• SUPPLIED RECORDS
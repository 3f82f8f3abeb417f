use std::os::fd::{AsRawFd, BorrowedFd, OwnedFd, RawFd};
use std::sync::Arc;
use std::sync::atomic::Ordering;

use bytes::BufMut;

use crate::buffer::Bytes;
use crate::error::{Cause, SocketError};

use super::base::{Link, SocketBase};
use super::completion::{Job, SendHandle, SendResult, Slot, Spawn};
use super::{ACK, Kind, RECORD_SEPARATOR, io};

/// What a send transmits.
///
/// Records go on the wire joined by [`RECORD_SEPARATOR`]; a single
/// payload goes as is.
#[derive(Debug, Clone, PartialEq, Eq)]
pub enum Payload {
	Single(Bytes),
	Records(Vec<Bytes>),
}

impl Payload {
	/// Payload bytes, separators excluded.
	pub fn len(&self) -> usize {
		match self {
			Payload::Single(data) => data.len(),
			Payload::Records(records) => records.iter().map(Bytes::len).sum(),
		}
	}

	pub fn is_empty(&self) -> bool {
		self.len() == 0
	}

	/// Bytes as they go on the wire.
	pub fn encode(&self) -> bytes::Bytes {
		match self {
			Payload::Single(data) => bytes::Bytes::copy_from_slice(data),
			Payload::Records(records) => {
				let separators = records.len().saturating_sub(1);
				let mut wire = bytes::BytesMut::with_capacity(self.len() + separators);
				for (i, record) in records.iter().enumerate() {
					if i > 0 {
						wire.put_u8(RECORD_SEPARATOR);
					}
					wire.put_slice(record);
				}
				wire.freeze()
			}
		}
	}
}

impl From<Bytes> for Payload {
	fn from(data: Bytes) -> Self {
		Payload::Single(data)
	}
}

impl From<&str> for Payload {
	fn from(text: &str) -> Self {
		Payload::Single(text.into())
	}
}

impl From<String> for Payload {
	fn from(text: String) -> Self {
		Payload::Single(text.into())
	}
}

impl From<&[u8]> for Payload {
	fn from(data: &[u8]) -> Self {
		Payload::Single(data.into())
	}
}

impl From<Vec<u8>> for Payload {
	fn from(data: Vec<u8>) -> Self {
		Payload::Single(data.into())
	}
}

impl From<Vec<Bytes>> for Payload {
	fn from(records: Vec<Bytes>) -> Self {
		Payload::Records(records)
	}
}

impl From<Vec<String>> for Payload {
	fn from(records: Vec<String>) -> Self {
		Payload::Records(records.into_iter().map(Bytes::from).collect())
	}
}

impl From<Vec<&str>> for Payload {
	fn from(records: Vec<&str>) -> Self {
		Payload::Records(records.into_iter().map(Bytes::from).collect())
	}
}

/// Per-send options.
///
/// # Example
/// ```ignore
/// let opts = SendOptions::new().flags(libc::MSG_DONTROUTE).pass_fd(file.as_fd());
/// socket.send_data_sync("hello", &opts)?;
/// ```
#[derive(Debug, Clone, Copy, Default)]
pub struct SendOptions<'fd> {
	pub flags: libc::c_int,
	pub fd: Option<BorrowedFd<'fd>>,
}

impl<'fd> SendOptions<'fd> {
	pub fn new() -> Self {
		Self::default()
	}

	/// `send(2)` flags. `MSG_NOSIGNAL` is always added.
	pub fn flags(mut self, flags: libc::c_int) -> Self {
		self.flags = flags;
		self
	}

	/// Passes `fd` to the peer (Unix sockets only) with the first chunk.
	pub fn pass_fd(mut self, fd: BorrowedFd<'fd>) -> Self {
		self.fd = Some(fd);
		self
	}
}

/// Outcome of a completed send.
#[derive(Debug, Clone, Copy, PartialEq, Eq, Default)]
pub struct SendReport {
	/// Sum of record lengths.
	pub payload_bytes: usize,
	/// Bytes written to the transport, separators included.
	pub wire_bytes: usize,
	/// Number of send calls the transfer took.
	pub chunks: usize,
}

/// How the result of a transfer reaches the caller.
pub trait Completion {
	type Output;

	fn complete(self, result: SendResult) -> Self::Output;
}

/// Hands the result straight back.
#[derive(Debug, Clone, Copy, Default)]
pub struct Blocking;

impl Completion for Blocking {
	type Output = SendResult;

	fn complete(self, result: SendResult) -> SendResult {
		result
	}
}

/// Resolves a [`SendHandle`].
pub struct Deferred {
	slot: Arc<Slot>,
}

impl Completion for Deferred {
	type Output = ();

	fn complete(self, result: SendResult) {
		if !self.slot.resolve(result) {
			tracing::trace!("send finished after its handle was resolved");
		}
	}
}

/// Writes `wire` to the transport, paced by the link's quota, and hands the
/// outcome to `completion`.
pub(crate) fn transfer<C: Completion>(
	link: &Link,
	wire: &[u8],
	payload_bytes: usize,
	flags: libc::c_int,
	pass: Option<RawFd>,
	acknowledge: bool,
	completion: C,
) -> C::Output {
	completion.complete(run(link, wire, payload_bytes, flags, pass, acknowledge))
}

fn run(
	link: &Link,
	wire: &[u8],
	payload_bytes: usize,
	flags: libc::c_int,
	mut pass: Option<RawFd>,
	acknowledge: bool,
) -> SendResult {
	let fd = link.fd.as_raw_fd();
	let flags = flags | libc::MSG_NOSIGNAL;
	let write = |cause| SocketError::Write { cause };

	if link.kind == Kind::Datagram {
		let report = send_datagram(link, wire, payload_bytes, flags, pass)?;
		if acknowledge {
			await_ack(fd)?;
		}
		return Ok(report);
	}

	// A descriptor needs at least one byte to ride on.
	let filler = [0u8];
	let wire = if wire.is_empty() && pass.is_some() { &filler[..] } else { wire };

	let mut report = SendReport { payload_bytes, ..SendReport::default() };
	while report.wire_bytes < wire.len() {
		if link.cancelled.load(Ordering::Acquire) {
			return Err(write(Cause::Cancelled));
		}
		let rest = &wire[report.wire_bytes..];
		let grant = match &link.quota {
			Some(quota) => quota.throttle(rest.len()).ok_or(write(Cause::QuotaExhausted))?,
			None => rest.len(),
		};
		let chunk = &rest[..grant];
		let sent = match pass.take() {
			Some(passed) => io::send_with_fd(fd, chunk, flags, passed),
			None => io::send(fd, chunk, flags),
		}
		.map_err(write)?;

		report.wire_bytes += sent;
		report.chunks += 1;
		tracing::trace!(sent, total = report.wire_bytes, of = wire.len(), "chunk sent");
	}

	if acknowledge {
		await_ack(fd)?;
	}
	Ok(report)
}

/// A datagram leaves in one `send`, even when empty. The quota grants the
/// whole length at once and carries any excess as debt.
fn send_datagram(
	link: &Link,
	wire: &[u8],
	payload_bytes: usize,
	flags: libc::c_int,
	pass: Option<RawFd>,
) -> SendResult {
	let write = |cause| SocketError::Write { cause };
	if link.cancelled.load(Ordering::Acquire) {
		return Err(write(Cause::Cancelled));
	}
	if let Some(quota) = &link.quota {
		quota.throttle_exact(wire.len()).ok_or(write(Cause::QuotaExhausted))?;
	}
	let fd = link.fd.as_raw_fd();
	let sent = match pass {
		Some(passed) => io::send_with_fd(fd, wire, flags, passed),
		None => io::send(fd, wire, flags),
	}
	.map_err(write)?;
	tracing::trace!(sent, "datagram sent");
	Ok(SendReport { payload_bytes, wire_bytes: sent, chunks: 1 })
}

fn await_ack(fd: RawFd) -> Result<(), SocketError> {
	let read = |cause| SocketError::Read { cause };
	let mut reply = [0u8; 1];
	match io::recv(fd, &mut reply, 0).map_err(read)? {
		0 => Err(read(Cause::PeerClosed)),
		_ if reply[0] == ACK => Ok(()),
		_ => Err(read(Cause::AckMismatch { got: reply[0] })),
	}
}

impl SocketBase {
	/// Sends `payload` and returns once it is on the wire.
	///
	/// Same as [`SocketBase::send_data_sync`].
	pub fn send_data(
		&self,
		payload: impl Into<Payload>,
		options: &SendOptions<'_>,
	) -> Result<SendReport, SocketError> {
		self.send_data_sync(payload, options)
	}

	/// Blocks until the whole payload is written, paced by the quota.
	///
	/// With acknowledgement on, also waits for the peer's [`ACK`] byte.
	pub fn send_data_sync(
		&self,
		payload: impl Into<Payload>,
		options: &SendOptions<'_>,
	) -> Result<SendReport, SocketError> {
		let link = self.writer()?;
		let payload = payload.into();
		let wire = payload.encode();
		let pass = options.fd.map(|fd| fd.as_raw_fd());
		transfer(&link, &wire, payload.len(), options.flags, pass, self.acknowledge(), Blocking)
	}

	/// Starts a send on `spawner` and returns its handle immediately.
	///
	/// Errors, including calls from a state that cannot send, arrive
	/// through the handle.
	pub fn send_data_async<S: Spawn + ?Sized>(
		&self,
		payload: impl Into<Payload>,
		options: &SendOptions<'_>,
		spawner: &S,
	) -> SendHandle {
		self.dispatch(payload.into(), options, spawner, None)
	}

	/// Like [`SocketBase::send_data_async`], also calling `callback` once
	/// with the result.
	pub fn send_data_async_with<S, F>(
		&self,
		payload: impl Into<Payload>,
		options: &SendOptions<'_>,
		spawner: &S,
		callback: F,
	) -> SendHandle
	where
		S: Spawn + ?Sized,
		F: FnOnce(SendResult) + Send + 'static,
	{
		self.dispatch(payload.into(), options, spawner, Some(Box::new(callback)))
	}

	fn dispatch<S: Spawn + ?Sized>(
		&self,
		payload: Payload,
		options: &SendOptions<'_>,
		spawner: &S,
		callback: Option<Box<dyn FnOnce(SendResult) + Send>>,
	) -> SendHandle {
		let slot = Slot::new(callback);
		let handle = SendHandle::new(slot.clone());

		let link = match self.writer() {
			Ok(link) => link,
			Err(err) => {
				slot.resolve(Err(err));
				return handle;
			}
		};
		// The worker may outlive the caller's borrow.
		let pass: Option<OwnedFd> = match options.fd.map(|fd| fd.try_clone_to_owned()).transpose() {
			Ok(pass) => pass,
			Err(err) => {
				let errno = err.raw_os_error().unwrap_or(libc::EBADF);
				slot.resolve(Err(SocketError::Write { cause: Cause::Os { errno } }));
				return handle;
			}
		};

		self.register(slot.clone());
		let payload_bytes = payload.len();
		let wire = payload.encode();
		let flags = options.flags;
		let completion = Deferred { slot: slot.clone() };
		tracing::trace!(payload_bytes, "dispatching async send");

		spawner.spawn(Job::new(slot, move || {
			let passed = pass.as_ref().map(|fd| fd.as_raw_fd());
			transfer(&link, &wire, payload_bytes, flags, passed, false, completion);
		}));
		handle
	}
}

• TASK TO COMPLETE
Output, exactly and in full, the lines from the start of the entries above through the line that contains "fn from(text: String)".

• RESULT OF THE EXERCISE
repository 3f82f8f3abeb417f
use std::os::fd::{AsRawFd, BorrowedFd, OwnedFd, RawFd};
use std::sync::Arc;
use std::sync::atomic::Ordering;

use bytes::BufMut;

use crate::buffer::Bytes;
use crate::error::{Cause, SocketError};

use super::base::{Link, SocketBase};
use super::completion::{Job, SendHandle, SendResult, Slot, Spawn};
use super::{ACK, Kind, RECORD_SEPARATOR, io};

/// What a send transmits.
///
/// Records go on the wire joined by [`RECORD_SEPARATOR`]; a single
/// payload goes as is.
#[derive(Debug, Clone, PartialEq, Eq)]
pub enum Payload {
	Single(Bytes),
	Records(Vec<Bytes>),
}

impl Payload {
	/// Payload bytes, separators excluded.
	pub fn len(&self) -> usize {
		match self {
			Payload::Single(data) => data.len(),
			Payload::Records(records) => records.iter().map(Bytes::len).sum(),
		}
	}

	pub fn is_empty(&self) -> bool {
		self.len() == 0
	}

	/// Bytes as they go on the wire.
	pub fn encode(&self) -> bytes::Bytes {
		match self {
			Payload::Single(data) => bytes::Bytes::copy_from_slice(data),
			Payload::Records(records) => {
				let separators = records.len().saturating_sub(1);
				let mut wire = bytes::BytesMut::with_capacity(self.len() + separators);
				for (i, record) in records.iter().enumerate() {
					if i > 0 {
						wire.put_u8(RECORD_SEPARATOR);
					}
					wire.put_slice(record);
				}
				wire.freeze()
			}
		}
	}
}

impl From<Bytes> for Payload {
	fn from(data: Bytes) -> Self {
		Payload::Single(data)
	}
}

impl From<&str> for Payload {
	fn from(text: &str) -> Self {
		Payload::Single(text.into())
	}
}

impl From<String> for Payload {
	fn from(text: String) -> Self {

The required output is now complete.